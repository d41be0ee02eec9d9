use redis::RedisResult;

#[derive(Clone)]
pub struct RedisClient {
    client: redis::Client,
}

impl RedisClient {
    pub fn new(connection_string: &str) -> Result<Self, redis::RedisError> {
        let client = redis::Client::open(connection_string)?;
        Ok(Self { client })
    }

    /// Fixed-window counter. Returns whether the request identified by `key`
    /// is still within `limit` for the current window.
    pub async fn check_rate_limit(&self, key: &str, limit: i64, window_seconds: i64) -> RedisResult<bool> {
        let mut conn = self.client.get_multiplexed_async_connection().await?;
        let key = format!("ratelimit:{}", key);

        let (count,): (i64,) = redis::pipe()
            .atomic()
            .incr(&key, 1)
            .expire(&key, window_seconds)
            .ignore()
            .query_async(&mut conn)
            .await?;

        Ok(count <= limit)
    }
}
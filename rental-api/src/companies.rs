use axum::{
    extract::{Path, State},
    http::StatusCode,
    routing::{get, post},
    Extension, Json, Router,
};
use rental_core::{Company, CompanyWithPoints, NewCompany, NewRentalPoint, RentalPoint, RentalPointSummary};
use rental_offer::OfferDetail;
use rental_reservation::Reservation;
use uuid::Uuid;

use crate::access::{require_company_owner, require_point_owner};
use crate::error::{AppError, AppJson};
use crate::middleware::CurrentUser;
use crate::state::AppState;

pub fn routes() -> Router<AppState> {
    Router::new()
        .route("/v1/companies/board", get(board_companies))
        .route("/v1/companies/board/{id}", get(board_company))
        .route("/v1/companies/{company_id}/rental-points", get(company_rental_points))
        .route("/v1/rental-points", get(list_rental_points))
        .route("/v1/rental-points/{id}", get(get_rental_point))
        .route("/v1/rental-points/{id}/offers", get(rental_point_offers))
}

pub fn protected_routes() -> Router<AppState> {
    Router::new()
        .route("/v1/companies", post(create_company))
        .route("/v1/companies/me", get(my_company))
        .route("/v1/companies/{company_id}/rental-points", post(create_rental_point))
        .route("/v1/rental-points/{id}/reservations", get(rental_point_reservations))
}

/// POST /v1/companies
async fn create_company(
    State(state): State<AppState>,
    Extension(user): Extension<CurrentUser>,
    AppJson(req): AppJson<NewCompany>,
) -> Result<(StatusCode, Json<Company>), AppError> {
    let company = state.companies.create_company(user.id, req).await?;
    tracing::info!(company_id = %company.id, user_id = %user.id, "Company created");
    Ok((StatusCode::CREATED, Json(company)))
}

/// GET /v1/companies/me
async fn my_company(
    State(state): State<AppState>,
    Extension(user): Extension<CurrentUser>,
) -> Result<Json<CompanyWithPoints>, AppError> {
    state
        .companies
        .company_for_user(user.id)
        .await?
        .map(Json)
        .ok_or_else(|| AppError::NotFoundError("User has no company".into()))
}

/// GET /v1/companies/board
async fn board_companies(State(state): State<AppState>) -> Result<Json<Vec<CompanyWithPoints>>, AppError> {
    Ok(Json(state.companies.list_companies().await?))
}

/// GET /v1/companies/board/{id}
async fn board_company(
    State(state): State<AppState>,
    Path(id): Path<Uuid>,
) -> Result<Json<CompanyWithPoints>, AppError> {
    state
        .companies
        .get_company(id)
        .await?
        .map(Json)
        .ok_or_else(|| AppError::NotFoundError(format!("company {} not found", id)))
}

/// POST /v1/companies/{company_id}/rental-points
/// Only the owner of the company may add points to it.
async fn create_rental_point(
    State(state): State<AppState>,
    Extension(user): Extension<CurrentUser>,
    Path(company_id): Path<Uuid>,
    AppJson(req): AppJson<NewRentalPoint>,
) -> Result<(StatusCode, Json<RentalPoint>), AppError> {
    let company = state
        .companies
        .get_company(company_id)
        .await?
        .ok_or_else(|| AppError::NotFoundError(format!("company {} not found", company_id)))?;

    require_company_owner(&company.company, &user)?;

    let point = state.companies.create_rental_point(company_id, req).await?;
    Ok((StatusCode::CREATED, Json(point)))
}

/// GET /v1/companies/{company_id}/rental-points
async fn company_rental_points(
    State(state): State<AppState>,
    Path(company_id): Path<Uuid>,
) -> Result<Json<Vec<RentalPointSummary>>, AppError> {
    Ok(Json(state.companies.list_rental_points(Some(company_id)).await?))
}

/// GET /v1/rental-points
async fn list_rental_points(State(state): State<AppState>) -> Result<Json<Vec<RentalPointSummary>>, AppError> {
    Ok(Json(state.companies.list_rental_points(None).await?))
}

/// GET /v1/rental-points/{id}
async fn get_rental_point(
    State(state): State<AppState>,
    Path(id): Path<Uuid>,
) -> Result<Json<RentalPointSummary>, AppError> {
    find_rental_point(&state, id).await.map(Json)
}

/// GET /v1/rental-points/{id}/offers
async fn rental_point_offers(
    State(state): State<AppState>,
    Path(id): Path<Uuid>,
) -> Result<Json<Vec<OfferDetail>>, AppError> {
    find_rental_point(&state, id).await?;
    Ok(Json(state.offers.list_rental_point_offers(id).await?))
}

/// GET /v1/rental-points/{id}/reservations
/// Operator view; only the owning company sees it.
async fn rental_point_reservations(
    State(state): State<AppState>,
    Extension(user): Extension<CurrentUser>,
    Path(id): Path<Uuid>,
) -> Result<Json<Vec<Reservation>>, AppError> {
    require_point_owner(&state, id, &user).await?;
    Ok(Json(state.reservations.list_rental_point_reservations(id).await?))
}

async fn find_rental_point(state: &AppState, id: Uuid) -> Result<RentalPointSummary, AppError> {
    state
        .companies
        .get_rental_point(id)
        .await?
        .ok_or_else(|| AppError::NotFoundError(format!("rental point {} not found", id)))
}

...

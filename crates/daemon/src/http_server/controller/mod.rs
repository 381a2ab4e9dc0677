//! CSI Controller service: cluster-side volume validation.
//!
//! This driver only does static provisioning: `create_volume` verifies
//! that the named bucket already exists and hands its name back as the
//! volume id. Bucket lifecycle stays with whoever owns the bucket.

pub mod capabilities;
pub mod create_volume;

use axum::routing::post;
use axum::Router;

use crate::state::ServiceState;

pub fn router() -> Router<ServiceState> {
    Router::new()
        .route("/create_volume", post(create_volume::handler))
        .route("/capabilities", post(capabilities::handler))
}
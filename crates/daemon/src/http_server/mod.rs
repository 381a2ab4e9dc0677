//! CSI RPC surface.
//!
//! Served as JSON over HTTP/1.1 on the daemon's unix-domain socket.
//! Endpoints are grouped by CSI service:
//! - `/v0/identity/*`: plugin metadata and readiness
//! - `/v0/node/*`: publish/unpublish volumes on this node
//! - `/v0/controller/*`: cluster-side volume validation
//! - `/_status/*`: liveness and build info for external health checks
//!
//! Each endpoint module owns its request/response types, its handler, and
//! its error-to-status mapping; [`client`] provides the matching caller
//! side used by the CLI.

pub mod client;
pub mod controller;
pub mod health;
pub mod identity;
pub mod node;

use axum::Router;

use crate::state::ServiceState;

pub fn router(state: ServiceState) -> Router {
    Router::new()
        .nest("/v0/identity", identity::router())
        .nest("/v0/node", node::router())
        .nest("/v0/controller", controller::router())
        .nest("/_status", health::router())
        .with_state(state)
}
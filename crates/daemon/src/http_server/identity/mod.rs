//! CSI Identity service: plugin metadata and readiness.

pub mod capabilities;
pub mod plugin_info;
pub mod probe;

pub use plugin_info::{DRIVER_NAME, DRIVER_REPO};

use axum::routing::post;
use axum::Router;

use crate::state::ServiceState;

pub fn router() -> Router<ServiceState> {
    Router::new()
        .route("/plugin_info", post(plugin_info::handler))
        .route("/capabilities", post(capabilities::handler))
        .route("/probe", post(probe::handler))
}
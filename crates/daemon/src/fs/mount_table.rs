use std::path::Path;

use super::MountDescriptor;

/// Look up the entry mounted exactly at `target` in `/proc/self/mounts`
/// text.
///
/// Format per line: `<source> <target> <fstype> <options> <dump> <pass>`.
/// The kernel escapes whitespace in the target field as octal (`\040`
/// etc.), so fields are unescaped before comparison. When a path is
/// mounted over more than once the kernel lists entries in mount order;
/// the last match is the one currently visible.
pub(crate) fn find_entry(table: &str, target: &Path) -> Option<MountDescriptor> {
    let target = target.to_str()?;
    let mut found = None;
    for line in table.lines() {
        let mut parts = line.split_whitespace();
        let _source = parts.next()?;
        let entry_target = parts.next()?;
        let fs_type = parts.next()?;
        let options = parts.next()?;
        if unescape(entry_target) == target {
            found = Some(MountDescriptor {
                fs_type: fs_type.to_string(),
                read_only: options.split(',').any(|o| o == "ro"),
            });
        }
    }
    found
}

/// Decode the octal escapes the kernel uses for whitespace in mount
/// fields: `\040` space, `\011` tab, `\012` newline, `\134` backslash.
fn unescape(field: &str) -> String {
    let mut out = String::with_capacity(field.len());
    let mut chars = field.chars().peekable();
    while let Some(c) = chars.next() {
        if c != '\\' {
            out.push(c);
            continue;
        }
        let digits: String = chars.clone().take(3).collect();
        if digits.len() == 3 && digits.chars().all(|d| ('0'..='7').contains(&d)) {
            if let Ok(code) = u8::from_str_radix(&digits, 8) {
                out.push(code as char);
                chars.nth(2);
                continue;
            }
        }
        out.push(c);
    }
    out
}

■ THE TASK ■
Whenever a line of the data above includes the word "RedisResult", copy that line.

■ EXERCISE OUTPUT ■
use redis::RedisResult;
    pub async fn check_rate_limit(&self, key: &str, limit: i64, window_seconds: i64) -> RedisResult<bool> {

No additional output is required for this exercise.